BEGIN

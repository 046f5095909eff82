//! `toolchat serve`: start the chat page and session API.

use std::path::Path;

use toolchat_config::AppConfig;

pub async fn run(
    config_path: Option<&Path>,
    host: Option<String>,
    port: Option<u16>,
) -> Result<(), Box<dyn std::error::Error>> {
    let mut config =
        AppConfig::load(config_path).map_err(|e| format!("Failed to load config: {e}"))?;

    if let Some(host) = host {
        config.gateway.host = host;
    }
    if let Some(port) = port {
        config.gateway.port = port;
    }

    println!("toolchat");
    println!("   Page:      http://{}:{}/", config.gateway.host, config.gateway.port);
    println!("   Model:     {}", config.model.as_deref().unwrap_or("(unset)"));
    println!("   Tools:     {}", config.tools.enabled.join(", "));

    toolchat_gateway::start(config).await?;

    Ok(())
}
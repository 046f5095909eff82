//! `toolchat ask`: run turns in the terminal.
//!
//! Agent steps stream to stderr, answers go to stdout.

use std::io::Write;
use std::path::Path;

use tokio::io::{AsyncBufReadExt, BufReader};
use toolchat_agent::{AgentStreamEvent, EventSink};
use toolchat_config::AppConfig;
use toolchat_session::{ChatSession, SessionEvent};

pub async fn run(
    config_path: Option<&Path>,
    prompt: Option<String>,
) -> Result<(), Box<dyn std::error::Error>> {
    let config =
        AppConfig::load(config_path).map_err(|e| format!("Failed to load config: {e}"))?;

    if !config.has_api_key() {
        eprintln!();
        eprintln!("  ERROR: No API key configured!");
        eprintln!();
        eprintln!("  Set {} in the environment or in .env,", toolchat_config::ENV_API_KEY);
        eprintln!("  or add `api_key` to {}", AppConfig::default_path().display());
        eprintln!();
        return Err("No API key found. See above for setup instructions.".into());
    }

    let provider = toolchat_providers::build_from_config(&config);
    let mut session = ChatSession::from_config(&config, provider)?;
    let mut sink = TerminalSink::stdio();

    if let Some(prompt) = prompt {
        session.submit(&prompt, &mut sink).await?;
        return Ok(());
    }

    println!();
    println!("  toolchat, interactive mode");
    println!("  Type your message and press Enter. 'exit' or Ctrl+D to quit.");
    println!();

    let mut lines = BufReader::new(tokio::io::stdin()).lines();
    loop {
        print!("  You > ");
        std::io::stdout().flush()?;

        let Some(line) = lines.next_line().await? else {
            break;
        };
        if line.trim() == "exit" {
            break;
        }

        if let Err(e) = session.submit(&line, &mut sink).await {
            eprintln!("  [Error] {e}");
        }
        println!();
    }

    println!();
    Ok(())
}

/// Prints session events as they arrive.
///
/// Agent steps go to `steps`, answers to `answers`. Write errors are
/// ignored; a closed terminal must not fail the turn.
struct TerminalSink<A: Write, S: Write> {
    answers: A,
    steps: S,
    streaming: bool,
}

impl TerminalSink<std::io::Stdout, std::io::Stderr> {
    fn stdio() -> Self {
        Self::new(std::io::stdout(), std::io::stderr())
    }
}

impl<A: Write, S: Write> TerminalSink<A, S> {
    fn new(answers: A, steps: S) -> Self {
        Self {
            answers,
            steps,
            streaming: false,
        }
    }

    /// Close an open line of streamed text.
    fn end_stream(&mut self) {
        if self.streaming {
            let _ = writeln!(self.steps);
            self.streaming = false;
        }
    }

    fn print_answer(&mut self, label: &str, content: &str) {
        self.end_stream();
        for line in content.lines() {
            let _ = writeln!(self.answers, "  {label} > {line}");
        }
        let _ = self.answers.flush();
    }
}

impl<A: Write + Send, S: Write + Send> EventSink<SessionEvent> for TerminalSink<A, S> {
    fn emit(&mut self, event: SessionEvent) {
        match event {
            SessionEvent::User(_) => {}
            SessionEvent::Agent(AgentStreamEvent::Chunk { content }) => {
                if !self.streaming {
                    let _ = write!(self.steps, "  ... ");
                    self.streaming = true;
                }
                let _ = write!(self.steps, "{content}");
                let _ = self.steps.flush();
            }
            SessionEvent::Agent(AgentStreamEvent::ToolCall { name, input, .. }) => {
                self.end_stream();
                let _ = writeln!(self.steps, "  [tool] {name} {input}");
            }
            SessionEvent::Agent(AgentStreamEvent::ToolResult {
                name,
                output,
                success,
                ..
            }) => {
                self.end_stream();
                let status = if success { "ok" } else { "failed" };
                let preview: String = output.chars().take(200).collect();
                let _ = writeln!(self.steps, "  [tool] {name} {status}: {preview}");
            }
            SessionEvent::Agent(AgentStreamEvent::Done {
                iterations,
                tool_calls_made,
                ..
            }) => {
                self.end_stream();
                let _ = writeln!(
                    self.steps,
                    "  [done] {iterations} step(s), {tool_calls_made} tool call(s)"
                );
            }
            SessionEvent::AgentAnswer { content } => self.print_answer("Agent", &content),
            SessionEvent::Assistant(turn) => self.print_answer("Assistant", &turn.content),
            SessionEvent::Error { message } => {
                self.end_stream();
                let _ = writeln!(self.steps, "  [Error] {message}");
            }
        }
    }
}
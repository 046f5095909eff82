//! Tools the toolchat agent may call.
//!
//! Two are built in: a DuckDuckGo search and a Wikipedia lookup. Both take a
//! single `query` string and answer with plain text. [`load_tools`] turns the
//! configured tool names into a [`ToolRegistry`].

pub mod web_search;
pub mod wikipedia;

pub use web_search::DuckDuckGoSearchTool;
pub use wikipedia::WikipediaTool;

use std::time::Duration;

use toolchat_config::{TOOL_DDG_SEARCH, TOOL_WIKIPEDIA, ToolsConfig};
use toolchat_core::error::ToolError;
use toolchat_core::tool::{Tool, ToolRegistry};
use tracing::warn;

/// Names accepted by [`load_tools`].
pub const KNOWN_TOOLS: &[&str] = &[TOOL_DDG_SEARCH, TOOL_WIKIPEDIA];

/// Build a registry holding the named tools.
///
/// Names are config names (`ddg-search`), not the names the model sees.
/// An unknown name is an error.
pub fn load_tools<S: AsRef<str>>(
    names: &[S],
    config: &ToolsConfig,
) -> Result<ToolRegistry, ToolError> {
    let mut registry = ToolRegistry::new();
    for name in names {
        let tool: Box<dyn Tool> = match name.as_ref() {
            TOOL_DDG_SEARCH => Box::new(DuckDuckGoSearchTool::new(&config.search)),
            TOOL_WIKIPEDIA => Box::new(WikipediaTool::new(&config.wikipedia)),
            other => return Err(ToolError::NotFound(other.to_string())),
        };
        registry.register(tool);
    }
    Ok(registry)
}

/// Registry for the tools enabled in the configuration.
pub fn enabled_tools(config: &ToolsConfig) -> Result<ToolRegistry, ToolError> {
    load_tools(config.enabled.as_slice(), config)
}

fn http_client() -> reqwest::Client {
    reqwest::Client::builder()
        .timeout(Duration::from_secs(30))
        .user_agent(concat!("toolchat/", env!("CARGO_PKG_VERSION")))
        .build()
        .unwrap_or_else(|e| {
            warn!(error = %e, "Falling back to default HTTP client");
            reqwest::Client::new()
        })
}

fn query_schema() -> serde_json::Value {
    serde_json::json!({
        "type": "object",
        "properties": {
            "query": {
                "type": "string",
                "description": "The search query"
            }
        },
        "required": ["query"]
    })
}

fn query_argument(arguments: &serde_json::Value) -> Result<&str, ToolError> {
    arguments["query"]
        .as_str()
        .ok_or_else(|| ToolError::InvalidArguments("Missing 'query' argument".into()))
}

fn request_failed(tool_name: &str, e: reqwest::Error) -> ToolError {
    ToolError::ExecutionFailed {
        tool_name: tool_name.into(),
        reason: e.to_string(),
    }
}
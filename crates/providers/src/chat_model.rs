//! A provider pinned to one model id and sampling temperature.

use std::sync::Arc;

use toolchat_config::ModelSettings;
use toolchat_core::error::ProviderError;
use toolchat_core::provider::{ProviderRequest, ProviderResponse, StreamChunk, ToolDefinition};
use toolchat_core::{Message, Provider};
use tokio::sync::mpsc;

/// The chat model shared by the agent and the plain answer call.
#[derive(Clone)]
pub struct ChatModel {
    provider: Arc<dyn Provider>,
    model: String,
    temperature: f32,
}

impl ChatModel {
    /// Bind a provider to a model id.
    ///
    /// The temperature arrives as text (it comes from the environment) and
    /// must parse as a number.
    pub fn new(
        provider: Arc<dyn Provider>,
        model: impl Into<String>,
        temperature: &str,
    ) -> Result<Self, ProviderError> {
        let temperature: f32 = temperature.trim().parse().map_err(|_| {
            ProviderError::InvalidRequest(format!(
                "temperature must be a number, got '{temperature}'"
            ))
        })?;

        Ok(Self {
            provider,
            model: model.into(),
            temperature,
        })
    }

    pub fn from_settings(
        provider: Arc<dyn Provider>,
        settings: &ModelSettings,
    ) -> Result<Self, ProviderError> {
        Self::new(provider, settings.model.clone(), &settings.temperature)
    }

    pub fn model(&self) -> &str {
        &self.model
    }

    pub fn temperature(&self) -> f32 {
        self.temperature
    }

    pub fn provider(&self) -> &Arc<dyn Provider> {
        &self.provider
    }

    /// Build a request against this model.
    pub fn request(
        &self,
        messages: Vec<Message>,
        tools: Vec<ToolDefinition>,
        stream: bool,
    ) -> ProviderRequest {
        ProviderRequest {
            model: self.model.clone(),
            messages,
            temperature: self.temperature,
            tools,
            stream,
        }
    }

    pub async fn complete(
        &self,
        messages: Vec<Message>,
        tools: Vec<ToolDefinition>,
    ) -> Result<ProviderResponse, ProviderError> {
        self.provider.complete(self.request(messages, tools, false)).await
    }

    pub async fn stream(
        &self,
        messages: Vec<Message>,
        tools: Vec<ToolDefinition>,
    ) -> Result<mpsc::Receiver<Result<StreamChunk, ProviderError>>, ProviderError> {
        self.provider.stream(self.request(messages, tools, true)).await
    }

    /// Send one user prompt with no history and no tools; return the text.
    pub async fn invoke(&self, prompt: &str) -> Result<String, ProviderError> {
        let response = self.complete(vec![Message::user(prompt)], Vec::new()).await?;
        Ok(response.message.content)
    }
}

impl std::fmt::Debug for ChatModel {
    fn fmt(&self, f: &mut std::fmt::Formatter<'_>) -> std::fmt::Result {
        f.debug_struct("ChatModel")
            .field("provider", &self.provider.name())
            .field("model", &self.model)
            .field("temperature", &self.temperature)
            .finish()
    }
}

#[cfg(test)]
mod tests {
    use super::*;
    use async_trait::async_trait;
    use std::sync::Mutex;
    use toolchat_core::Role;

    /// Records every request and answers with a fixed text.
    struct RecordingProvider {
        seen: Mutex<Vec<ProviderRequest>>,
    }

    #[async_trait]
    impl Provider for RecordingProvider {
        fn name(&self) -> &str {
            "recording"
        }

        async fn complete(
            &self,
            request: ProviderRequest,
        ) -> Result<ProviderResponse, ProviderError> {
            self.seen.lock().unwrap().push(request);
            Ok(ProviderResponse {
                message: Message::assistant("plain answer"),
                usage: None,
                model: "mock".into(),
            })
        }
    }

    fn recorder() -> Arc<RecordingProvider> {
        Arc::new(RecordingProvider {
            seen: Mutex::new(Vec::new()),
        })
    }

    #[test]
    fn parses_numeric_temperature() {
        let model = ChatModel::new(recorder(), "gpt-4o-mini", " 0.7 ").unwrap();
        assert_eq!(model.model(), "gpt-4o-mini");
        assert!((model.temperature() - 0.7).abs() < f32::EPSILON);
    }

    #[test]
    fn rejects_non_numeric_temperature() {
        let err = ChatModel::new(recorder(), "gpt-4o-mini", "warm").unwrap_err();
        assert!(matches!(err, ProviderError::InvalidRequest(ref m) if m.contains("warm")));
    }

    #[test]
    fn from_settings_uses_both_fields() {
        let settings = ModelSettings {
            model: "gpt-4o".into(),
            temperature: "0".into(),
        };
        let model = ChatModel::from_settings(recorder(), &settings).unwrap();
        assert_eq!(model.model(), "gpt-4o");
        assert_eq!(model.temperature(), 0.0);
    }

    #[tokio::test]
    async fn invoke_sends_only_the_prompt() {
        let provider = recorder();
        let model = ChatModel::new(provider.clone(), "gpt-4o-mini", "0.2").unwrap();

        let answer = model.invoke("What is up?").await.unwrap();
        assert_eq!(answer, "plain answer");

        let seen = provider.seen.lock().unwrap();
        assert_eq!(seen.len(), 1);
        assert_eq!(seen[0].messages.len(), 1);
        assert_eq!(seen[0].messages[0].role, Role::User);
        assert_eq!(seen[0].messages[0].content, "What is up?");
        assert!(seen[0].tools.is_empty());
        assert!(!seen[0].stream);
        assert_eq!(seen[0].model, "gpt-4o-mini");
    }
}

END

* Exercise goal *
Could you find each line in the entries that contains the string "port" and copy it?

* Result of the task *
    port: Option<u16>,
    if let Some(port) = port {
        config.gateway.port = port;
    println!("   Page:      http://{}:{}/", config.gateway.host, config.gateway.port);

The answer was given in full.